The incremental rise — which comes after a 71 per cent expansion of the balance sheet since the start of year — follows a period of modest or declining usage for the emergency programmes the Fed had put in place since March to shore up markets affected by the coronavirus outbreak.

Another element of the Fed’s stimulus involves unlimited purchases of government debt, which have also been moderated. Declining appetite for the Fed’s dollar swap lines from foreign central banks has also been a factor, while last week the volume of the Fed’s operations in the repo market wound down to zero.

According to Financial Times calculations based on Fed data published on Thursday, just $104bn of the central bank’s firepower has been deployed through 11 emergency facilities that operate under powers that allow it to make purchases in “unusual and exigent circumstances”.

That is just 4 per cent of the minimum $2.6tn the central bank said it would make available through those facilities — an amount essentially unchanged over the past seven weeks.

Usage of the Primary Dealer Credit Facility, which provides loans of up to 90 days to approved dealers of government debt, has continued to fall, as has demand for a programme aimed at supporting money market mutual funds.

Marginal increases in usage for facilities targeting corporate credit markets and small to medium-sized businesses, among others, have done little to offset these contractions.

Given the minimal take-up of emergency facilities, as well as the robust recovery in financial markets the Fed engineered through its pledges to act, strategists have revised lower their forecasts for the size of the Fed’s balance sheet by year-end. 

An updated consensus of analyst forecasts compiled by the FT showed that the balance sheet was expected to rise to $8.5tn by the end of 2020, roughly $1tn lower than the year-end level assumed in May.

Balance sheet forecasts (amended)

According to Krishna Guha, vice-chairman at Evercore ISI, the primary driver of the Fed’s balance sheet expansion is likely to be the central bank’s regular purchases of Treasury bonds and agency mortgage-backed securities. It has committed to buying at a pace of at least $120bn a month.
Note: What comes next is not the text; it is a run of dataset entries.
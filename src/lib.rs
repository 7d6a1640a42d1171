//! `celeb-advantage` library crate.
//!
//! Collects Celebrity Bucks valuations and Astro-Seek biographies into one
//! row per celebrity and exports the table to CSV.
//!
//! The binary (`celeb`) is a thin wrapper around this library so that:
//!
//! - the pipeline is testable without spawning processes or touching the network
//! - extractors can be exercised against synthetic page views

pub mod app;
pub mod cli;
pub mod data;
pub mod domain;
pub mod error;
pub mod extract;
pub mod io;
pub mod progress;
pub mod record;
pub mod report;
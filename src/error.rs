//! Crate-wide error type.
//!
//! Every failure that can end a run carries the process exit code it maps to,
//! so `main` only has to print the message and return the code.

/// Bad arguments, unusable configuration, or local filesystem trouble.
pub const EXIT_CONFIG: u8 = 2;
/// The feed or one of the document endpoints misbehaved.
pub const EXIT_UPSTREAM: u8 = 4;

#[derive(Clone)]
pub struct AppError {
    exit_code: u8,
    message: String,
}

impl AppError {
    pub fn new(exit_code: u8, message: impl Into<String>) -> Self {
        Self {
            exit_code,
            message: message.into(),
        }
    }

    pub fn config(message: impl Into<String>) -> Self {
        Self::new(EXIT_CONFIG, message)
    }

    pub fn upstream(message: impl Into<String>) -> Self {
        Self::new(EXIT_UPSTREAM, message)
    }

    pub fn exit_code(&self) -> u8 {
        self.exit_code
    }

    pub fn message(&self) -> &str {
        &self.message
    }
}

impl std::fmt::Display for AppError {
    fn fmt(&self, f: &mut std::fmt::Formatter<'_>) -> std::fmt::Result {
        write!(f, "{}", self.message)
    }
}

impl std::fmt::Debug for AppError {
    fn fmt(&self, f: &mut std::fmt::Formatter<'_>) -> std::fmt::Result {
        f.debug_struct("AppError")
            .field("exit_code", &self.exit_code)
            .field("message", &self.message)
            .finish()
    }
}

impl std::error::Error for AppError {}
Some investors have flagged concerns that terms and conditions of the emergency facilities were deterring potential users. But Praveen Korapaty, chief global rates strategist at Goldman Sachs, said the low take-up was a positive development, emphasising the current health of financial markets.

John Williams, New York Fed president, described the relatively low usage as a “measure of success” in a speech on Thursday.

Robert Tipp, head of global bonds for PGIM Fixed Income, was among those to brush aside any concerns about a contracting Fed balance sheet, noting that the central bank’s support remains not only significant but also flexible.

“They are now down from an unsustainable and spectacular level of liquidity injections to what is simply seen as an incredible level,” he said.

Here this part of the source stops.